A pandemia ainda está longe de ser vencida, mas quem se infectou e se curou, mesmo sabendo da possibilidade de reinfecção, sente que venceu uma etapa importante. É o caso da técnica em administração de empresas Marta Mayara dos Santos Alves, de 33 anos. Ela conta como se sentiu ao perceber a presença do vírus. “Senti muito medo quando me dei conta que estava com o vírus. Me recordo que havia feito uma carne de panela, bem temperada e com uma salada, mas, quando coloquei a primeira garfada não senti gosto de nada. Minha reação? Chorei enquanto me alimentava, porque ali tinha certeza que havia sido infectada”, conta.

Após um ano, pandemia muda perfil de contaminados Marta agradece por não precisar de internação. Crédito da foto: Arquivo Pessoal

“Hoje, ao ver tantos entes queridos que estão sofrendo com essa doença e, infelizmente, aqueles que perdemos, me sinto privilegiada por ter conseguido vencer a Covid 19, com a benção divina, sem precisar ser internada. Sabemos que os profissionais de saúde tem dado seu melhor, que estão exaustivamente buscando ajudar a todos”, comenta Marta.

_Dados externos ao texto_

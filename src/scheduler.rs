//! Pattern timing for the active light.
//!
//! The scheduler is a plain state machine driven by explicit timestamps: the
//! owner calls [`PatternScheduler::start`] when the light becomes visible,
//! [`PatternScheduler::stop`] when it is hidden, and [`PatternScheduler::poll`]
//! from its event loop. While idle it holds no timer at all.

use std::time::{Duration, Instant};

use shared::{Color, ConfigurationModel, Pattern};
use tracing::debug;

pub const PULSE_PERIOD: Duration = Duration::from_millis(1000);
pub const STROBE_PERIOD: Duration = Duration::from_millis(200);
/// Opacity of the dim half of a pulse.
pub const PULSE_DIM_OPACITY: f32 = 0.5;

/// Toggle period for a pattern, `None` when the pattern does not oscillate.
pub fn period(pattern: Pattern) -> Option<Duration> {
    match pattern {
        Pattern::Steady => None,
        Pattern::Pulse => Some(PULSE_PERIOD),
        Pattern::Strobe => Some(STROBE_PERIOD),
    }
}

#[derive(Debug, Clone, Copy, PartialEq, Eq, Default)]
pub enum Phase {
    #[default]
    Idle,
    Steady,
    PulseOn,
    PulseOff,
    StrobeOn,
    StrobeOff,
}

impl Phase {
    fn initial(pattern: Pattern) -> Self {
        match pattern {
            Pattern::Steady => Self::Steady,
            Pattern::Pulse => Self::PulseOn,
            Pattern::Strobe => Self::StrobeOn,
        }
    }

    fn toggled(self) -> Self {
        match self {
            Self::PulseOn => Self::PulseOff,
            Self::PulseOff => Self::PulseOn,
            Self::StrobeOn => Self::StrobeOff,
            Self::StrobeOff => Self::StrobeOn,
            other => other,
        }
    }
}

// ═══════════════════════════════════════════════════════════════════════════════
//  Display color
// ═══════════════════════════════════════════════════════════════════════════════

/// What the light surface should show right now.
#[derive(Debug, Clone, Copy, PartialEq)]
pub struct DisplayColor {
    pub color: Color,
    /// 1.0 is fully opaque; pulses dim to [`PULSE_DIM_OPACITY`].
    pub opacity: f32,
}

impl DisplayColor {
    pub fn is_dimmed(&self) -> bool {
        self.opacity < 1.0
    }

    /// The color as seen over a black background.
    pub fn composited(&self) -> Color {
        self.color.scaled(self.opacity)
    }
}

/// Strobe-off blacks the color out; pulse-off keeps the color and lowers
/// opacity. Brightness, saturation and screen brightness are not applied.
pub fn display_color(config: &ConfigurationModel, phase: Phase) -> DisplayColor {
    match (config.pattern(), phase) {
        (Pattern::Strobe, Phase::StrobeOff) => DisplayColor {
            color: Color::BLACK,
            opacity: 1.0,
        },
        (Pattern::Pulse, Phase::PulseOff) => DisplayColor {
            color: config.color(),
            opacity: PULSE_DIM_OPACITY,
        },
        _ => DisplayColor {
            color: config.color(),
            opacity: 1.0,
        },
    }
}

// ═══════════════════════════════════════════════════════════════════════════════
//  Scheduler
// ═══════════════════════════════════════════════════════════════════════════════

#[derive(Debug, Clone, Copy)]
struct Ticker {
    period: Duration,
    next_due: Instant,
}

/// Counts of timers armed and cancelled over the scheduler's lifetime.
#[derive(Debug, Clone, Copy, PartialEq, Eq, Default)]
pub struct TimerStats {
    pub armed: u64,
    pub cancelled: u64,
}

#[derive(Debug, Default)]
pub struct PatternScheduler {
    phase: Phase,
    active: Option<Pattern>,
    ticker: Option<Ticker>,
    stats: TimerStats,
}

impl PatternScheduler {
    pub fn new() -> Self {
        Self::default()
    }

    /// Activates the light with `pattern`. Restarting an active scheduler
    /// cancels its timer first, so at most one timer is ever armed.
    pub fn start(&mut self, pattern: Pattern, now: Instant) {
        if self.active.is_some() {
            self.stop();
        }

        self.active = Some(pattern);
        self.phase = Phase::initial(pattern);
        self.ticker = period(pattern).map(|period| Ticker {
            period,
            next_due: now + period,
        });
        if self.ticker.is_some() {
            self.stats.armed += 1;
        }
        debug!(pattern = %pattern, phase = ?self.phase, "pattern scheduler started");
    }

    pub fn stop(&mut self) {
        if self.ticker.take().is_some() {
            self.stats.cancelled += 1;
        }
        if self.active.take().is_some() {
            debug!("pattern scheduler stopped");
        }
        self.phase = Phase::Idle;
    }

    /// Follows a pattern change on the current configuration. Does nothing
    /// while idle or when the pattern is unchanged.
    pub fn set_pattern(&mut self, pattern: Pattern, now: Instant) {
        match self.active {
            Some(current) if current != pattern => self.start(pattern, now),
            _ => {}
        }
    }

    /// Fires every toggle that fell due up to `now`. Returns whether the
    /// phase changed.
    pub fn poll(&mut self, now: Instant) -> bool {
        let Some(ticker) = self.ticker.as_mut() else {
            return false;
        };
        if now < ticker.next_due {
            return false;
        }

        let period_nanos = ticker.period.as_nanos();
        let overdue_nanos = (now - ticker.next_due).as_nanos();
        let toggles = 1 + overdue_nanos / period_nanos;
        let into_period = (overdue_nanos % period_nanos) as u64;
        ticker.next_due = now + ticker.period - Duration::from_nanos(into_period);

        if toggles % 2 == 1 {
            self.phase = self.phase.toggled();
            true
        } else {
            false
        }
    }

    pub fn phase(&self) -> Phase {
        self.phase
    }

    pub fn is_active(&self) -> bool {
        self.active.is_some()
    }

    pub fn has_timer(&self) -> bool {
        self.ticker.is_some()
    }

    /// When the next toggle is due, if a timer is armed.
    pub fn next_deadline(&self) -> Option<Instant> {
        self.ticker.map(|t| t.next_due)
    }

    pub fn stats(&self) -> TimerStats {
        self.stats
    }
}

#[cfg(test)]
mod tests {
    use super::*;
    use shared::Edit;

    fn config(pattern: Pattern) -> ConfigurationModel {
        ConfigurationModel::default()
            .with_field(Edit::Color(Color::new(0x11, 0x22, 0x33)))
            .with_field(Edit::Pattern(pattern))
    }

    #[test]
    fn idle_scheduler_holds_no_timer() {
        let mut s = PatternScheduler::new();
        assert_eq!(s.phase(), Phase::Idle);
        assert!(!s.has_timer());
        assert!(!s.poll(Instant::now() + Duration::from_secs(10)));
    }

    #[test]
    fn steady_never_toggles() {
        let t0 = Instant::now();
        let mut s = PatternScheduler::new();
        s.start(Pattern::Steady, t0);
        assert_eq!(s.phase(), Phase::Steady);
        assert!(!s.has_timer());
        for ms in (0..5_000).step_by(100) {
            assert!(!s.poll(t0 + Duration::from_millis(ms)));
            assert_eq!(s.phase(), Phase::Steady);
        }
        assert_eq!(s.stats().armed, 0);
    }

    #[test]
    fn strobe_toggles_every_200ms() {
        let t0 = Instant::now();
        let mut s = PatternScheduler::new();
        s.start(Pattern::Strobe, t0);
        assert_eq!(s.phase(), Phase::StrobeOn);

        assert!(!s.poll(t0 + Duration::from_millis(199)));
        assert!(s.poll(t0 + Duration::from_millis(200)));
        assert_eq!(s.phase(), Phase::StrobeOff);
        assert!(!s.poll(t0 + Duration::from_millis(399)));
        assert!(s.poll(t0 + Duration::from_millis(400)));
        assert_eq!(s.phase(), Phase::StrobeOn);
        assert_eq!(s.next_deadline(), Some(t0 + Duration::from_millis(600)));
    }

    #[test]
    fn pulse_toggles_every_second() {
        let t0 = Instant::now();
        let mut s = PatternScheduler::new();
        s.start(Pattern::Pulse, t0);
        assert_eq!(s.phase(), Phase::PulseOn);
        assert!(!s.poll(t0 + Duration::from_millis(999)));
        assert!(s.poll(t0 + Duration::from_millis(1000)));
        assert_eq!(s.phase(), Phase::PulseOff);
    }

    #[test]
    fn late_poll_catches_up_parity() {
        let t0 = Instant::now();
        let mut s = PatternScheduler::new();
        s.start(Pattern::Strobe, t0);
        // 3 toggles due at 200/400/600: net result is Off.
        assert!(s.poll(t0 + Duration::from_millis(650)));
        assert_eq!(s.phase(), Phase::StrobeOff);
        assert_eq!(s.next_deadline(), Some(t0 + Duration::from_millis(800)));
        // 2 toggles due at 800/1000: net unchanged.
        assert!(!s.poll(t0 + Duration::from_millis(1000)));
        assert_eq!(s.phase(), Phase::StrobeOff);
    }

    #[test]
    fn stop_cancels_timer_once_and_freezes_phase() {
        let t0 = Instant::now();
        let mut s = PatternScheduler::new();
        s.start(Pattern::Strobe, t0);
        s.poll(t0 + Duration::from_millis(200));
        s.stop();
        s.stop();
        assert_eq!(s.phase(), Phase::Idle);
        assert!(!s.has_timer());
        assert_eq!(s.stats(), TimerStats { armed: 1, cancelled: 1 });
        for ms in (200..3_000).step_by(50) {
            assert!(!s.poll(t0 + Duration::from_millis(ms)));
            assert_eq!(s.phase(), Phase::Idle);
        }
    }

    #[test]
    fn restart_never_doubles_timers() {
        let t0 = Instant::now();
        let mut s = PatternScheduler::new();
        s.start(Pattern::Pulse, t0);
        s.start(Pattern::Pulse, t0 + Duration::from_millis(10));
        let stats = s.stats();
        assert_eq!(stats.armed - stats.cancelled, 1);
    }

    #[test]
    fn pattern_change_resets_phase() {
        let t0 = Instant::now();
        let mut s = PatternScheduler::new();
        s.start(Pattern::Strobe, t0);
        s.poll(t0 + Duration::from_millis(200));
        assert_eq!(s.phase(), Phase::StrobeOff);

        let t1 = t0 + Duration::from_millis(250);
        s.set_pattern(Pattern::Pulse, t1);
        assert_eq!(s.phase(), Phase::PulseOn);
        assert_eq!(s.next_deadline(), Some(t1 + PULSE_PERIOD));

        s.set_pattern(Pattern::Steady, t1);
        assert_eq!(s.phase(), Phase::Steady);
        assert!(!s.has_timer());
        assert_eq!(s.stats(), TimerStats { armed: 2, cancelled: 2 });
    }

    #[test]
    fn set_pattern_while_idle_is_ignored() {
        let mut s = PatternScheduler::new();
        s.set_pattern(Pattern::Strobe, Instant::now());
        assert!(!s.is_active());
        assert_eq!(s.phase(), Phase::Idle);
    }

    #[test]
    fn strobe_off_blacks_out() {
        let cfg = config(Pattern::Strobe);
        assert_eq!(display_color(&cfg, Phase::StrobeOn).color, cfg.color());
        let off = display_color(&cfg, Phase::StrobeOff);
        assert_eq!(off.color, Color::BLACK);
        assert!(!off.is_dimmed());
    }

    #[test]
    fn pulse_off_dims_without_swapping_color() {
        let cfg = config(Pattern::Pulse);
        let on = display_color(&cfg, Phase::PulseOn);
        assert_eq!(on.opacity, 1.0);
        let off = display_color(&cfg, Phase::PulseOff);
        assert_eq!(off.color, cfg.color());
        assert_eq!(off.opacity, PULSE_DIM_OPACITY);
        assert_eq!(off.composited(), cfg.color().scaled(0.5));
    }

    #[test]
    fn display_ignores_ui_only_fields() {
        let cfg = config(Pattern::Steady);
        let tweaked = cfg
            .with_field(Edit::Saturation(0))
            .with_field(Edit::ScreenBrightness(0))
            .with_field(Edit::Brightness(0));
        assert_eq!(display_color(&cfg, Phase::Steady), display_color(&tweaked, Phase::Steady));
    }
}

Para ela, manter o equilíbrio psicológico ajudou a evitar um possível agravamento da doença. “Com certeza fez total diferença. Desde que a pandemia iniciou, em nossa comunidade espiritual (Testemunhas de Jeová), mantivemos nossas reuniões e atividades de pregação de forma virtual e nossa conexão se intensificou. Fomos incentivados a manter a mente de forma racional, mas positiva, buscando fazer o que estava ao nosso alcance. Naquele momento, era preciso seguir as recomendações da Organização Mundial da Saúde e tomar todas as medidas de proteção que eram ensinadas”, lembra. “As conexões de amizade, com a família foram intensificadas”, acrescenta.

Alívio

Após um ano, pandemia muda perfil de contaminados Thaila teve apenas sintomas leves. Crédito da foto: Arquivo Pessoal

“O período de isolamento foi bem difícil, porque trabalho com o público e ficar sem conversar e sem sair de casa mexeu muito com o meu lado psicológico”, conta Thaila Sandrine de Oliveira, atendente de farmácia de 25 anos. “Foram dias tristes sem ver meus sobrinhos e estar juntos com eles, dias de indisposição”, diz. Thaila também perdeu um primo na pandemia.

“Agora me sinto bem melhor, não tive sintomas tão graves, foram leves, o que me deixou mais aliviada. Só de saber que não precisaria ser internada, foi muito bom. Sei como está o sistema de saúde neste momento e me tratar em casa, com tranquilidade, foi uma obra de Deus”, diz agradecida. (Ana Cláudia Martins e Marcel Scinocca)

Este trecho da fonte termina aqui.